* _PROBLEM DETAILS_
Take each line of the material that includes "impl" and copy it.

====== MATERIAL PROVIDED ======

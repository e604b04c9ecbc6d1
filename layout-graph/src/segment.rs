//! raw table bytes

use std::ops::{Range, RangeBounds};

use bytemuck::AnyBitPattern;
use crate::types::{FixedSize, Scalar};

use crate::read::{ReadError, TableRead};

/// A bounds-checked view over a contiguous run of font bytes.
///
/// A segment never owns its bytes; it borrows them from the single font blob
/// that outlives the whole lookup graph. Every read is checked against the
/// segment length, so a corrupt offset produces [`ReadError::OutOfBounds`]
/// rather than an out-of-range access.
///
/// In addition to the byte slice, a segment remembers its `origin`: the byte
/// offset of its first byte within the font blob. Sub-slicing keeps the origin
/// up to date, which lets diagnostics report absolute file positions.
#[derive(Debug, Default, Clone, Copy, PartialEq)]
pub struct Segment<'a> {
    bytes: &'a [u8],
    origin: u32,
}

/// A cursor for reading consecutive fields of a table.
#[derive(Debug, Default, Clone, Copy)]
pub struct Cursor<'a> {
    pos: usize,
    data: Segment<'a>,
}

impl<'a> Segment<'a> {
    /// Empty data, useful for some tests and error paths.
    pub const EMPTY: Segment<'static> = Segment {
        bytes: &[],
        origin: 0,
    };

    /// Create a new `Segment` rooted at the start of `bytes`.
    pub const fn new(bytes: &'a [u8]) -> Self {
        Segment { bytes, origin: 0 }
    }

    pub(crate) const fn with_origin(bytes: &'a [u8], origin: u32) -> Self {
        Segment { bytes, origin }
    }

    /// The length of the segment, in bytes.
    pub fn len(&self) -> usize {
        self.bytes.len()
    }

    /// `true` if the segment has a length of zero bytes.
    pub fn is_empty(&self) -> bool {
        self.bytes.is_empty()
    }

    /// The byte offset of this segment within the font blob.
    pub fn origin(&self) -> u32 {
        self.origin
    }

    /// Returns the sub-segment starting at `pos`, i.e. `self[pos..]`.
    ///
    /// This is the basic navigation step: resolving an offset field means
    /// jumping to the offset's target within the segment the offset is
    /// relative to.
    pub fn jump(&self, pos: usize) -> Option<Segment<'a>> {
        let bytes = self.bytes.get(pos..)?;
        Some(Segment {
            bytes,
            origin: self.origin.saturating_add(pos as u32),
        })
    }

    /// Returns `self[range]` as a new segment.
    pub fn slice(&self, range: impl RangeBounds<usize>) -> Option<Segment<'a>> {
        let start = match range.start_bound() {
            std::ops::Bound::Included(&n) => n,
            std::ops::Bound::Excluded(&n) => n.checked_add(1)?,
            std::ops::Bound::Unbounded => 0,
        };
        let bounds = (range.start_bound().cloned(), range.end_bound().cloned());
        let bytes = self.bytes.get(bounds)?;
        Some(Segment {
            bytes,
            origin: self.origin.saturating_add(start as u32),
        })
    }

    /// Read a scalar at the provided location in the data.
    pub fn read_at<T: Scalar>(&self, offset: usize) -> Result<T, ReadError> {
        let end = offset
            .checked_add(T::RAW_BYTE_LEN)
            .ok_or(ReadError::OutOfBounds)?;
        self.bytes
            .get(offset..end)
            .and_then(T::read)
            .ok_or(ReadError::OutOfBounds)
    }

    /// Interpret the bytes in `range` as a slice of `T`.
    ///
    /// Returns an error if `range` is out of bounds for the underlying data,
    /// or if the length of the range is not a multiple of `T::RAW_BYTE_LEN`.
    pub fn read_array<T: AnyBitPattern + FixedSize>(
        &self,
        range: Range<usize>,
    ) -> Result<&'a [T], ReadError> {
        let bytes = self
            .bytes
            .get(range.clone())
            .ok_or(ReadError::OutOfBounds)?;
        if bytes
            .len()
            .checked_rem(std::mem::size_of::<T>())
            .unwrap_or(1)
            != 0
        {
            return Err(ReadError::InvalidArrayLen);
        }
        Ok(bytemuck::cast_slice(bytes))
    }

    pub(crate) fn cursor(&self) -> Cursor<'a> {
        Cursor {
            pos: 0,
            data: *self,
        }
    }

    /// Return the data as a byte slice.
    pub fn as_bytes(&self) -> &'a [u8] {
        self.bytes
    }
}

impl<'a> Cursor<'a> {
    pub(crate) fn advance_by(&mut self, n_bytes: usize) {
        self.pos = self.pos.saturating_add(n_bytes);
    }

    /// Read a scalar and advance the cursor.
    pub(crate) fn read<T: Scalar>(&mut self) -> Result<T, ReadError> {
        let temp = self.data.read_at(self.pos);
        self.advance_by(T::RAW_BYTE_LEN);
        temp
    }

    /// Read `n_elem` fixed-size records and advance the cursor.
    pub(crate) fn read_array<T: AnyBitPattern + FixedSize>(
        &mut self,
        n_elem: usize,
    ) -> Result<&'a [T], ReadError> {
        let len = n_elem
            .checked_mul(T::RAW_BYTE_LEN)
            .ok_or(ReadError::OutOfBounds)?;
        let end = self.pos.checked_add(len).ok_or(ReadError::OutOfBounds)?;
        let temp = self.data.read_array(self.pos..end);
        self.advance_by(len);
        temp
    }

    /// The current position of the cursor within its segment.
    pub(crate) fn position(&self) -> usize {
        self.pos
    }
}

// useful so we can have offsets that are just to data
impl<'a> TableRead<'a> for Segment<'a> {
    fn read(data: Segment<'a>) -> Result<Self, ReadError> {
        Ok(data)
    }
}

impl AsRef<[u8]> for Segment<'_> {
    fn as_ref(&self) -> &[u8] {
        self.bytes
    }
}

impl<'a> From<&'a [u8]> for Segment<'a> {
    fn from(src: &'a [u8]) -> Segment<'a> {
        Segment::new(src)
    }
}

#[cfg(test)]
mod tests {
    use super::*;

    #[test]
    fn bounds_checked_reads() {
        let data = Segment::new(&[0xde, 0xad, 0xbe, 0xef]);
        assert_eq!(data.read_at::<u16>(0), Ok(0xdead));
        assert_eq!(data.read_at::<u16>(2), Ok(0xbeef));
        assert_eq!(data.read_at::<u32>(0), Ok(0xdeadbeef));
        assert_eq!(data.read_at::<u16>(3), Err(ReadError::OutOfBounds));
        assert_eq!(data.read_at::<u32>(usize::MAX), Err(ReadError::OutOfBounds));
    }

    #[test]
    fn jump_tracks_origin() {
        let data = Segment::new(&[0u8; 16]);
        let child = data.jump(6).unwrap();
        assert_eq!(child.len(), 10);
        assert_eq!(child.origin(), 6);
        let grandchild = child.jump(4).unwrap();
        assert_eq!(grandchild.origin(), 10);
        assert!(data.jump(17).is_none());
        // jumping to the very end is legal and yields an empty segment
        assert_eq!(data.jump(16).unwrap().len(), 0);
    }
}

======

* _TASK RESPONSE_
impl<'a> Segment<'a> {
    pub fn slice(&self, range: impl RangeBounds<usize>) -> Option<Segment<'a>> {
impl<'a> Cursor<'a> {
impl<'a> TableRead<'a> for Segment<'a> {
impl AsRef<[u8]> for Segment<'_> {
impl<'a> From<&'a [u8]> for Segment<'a> {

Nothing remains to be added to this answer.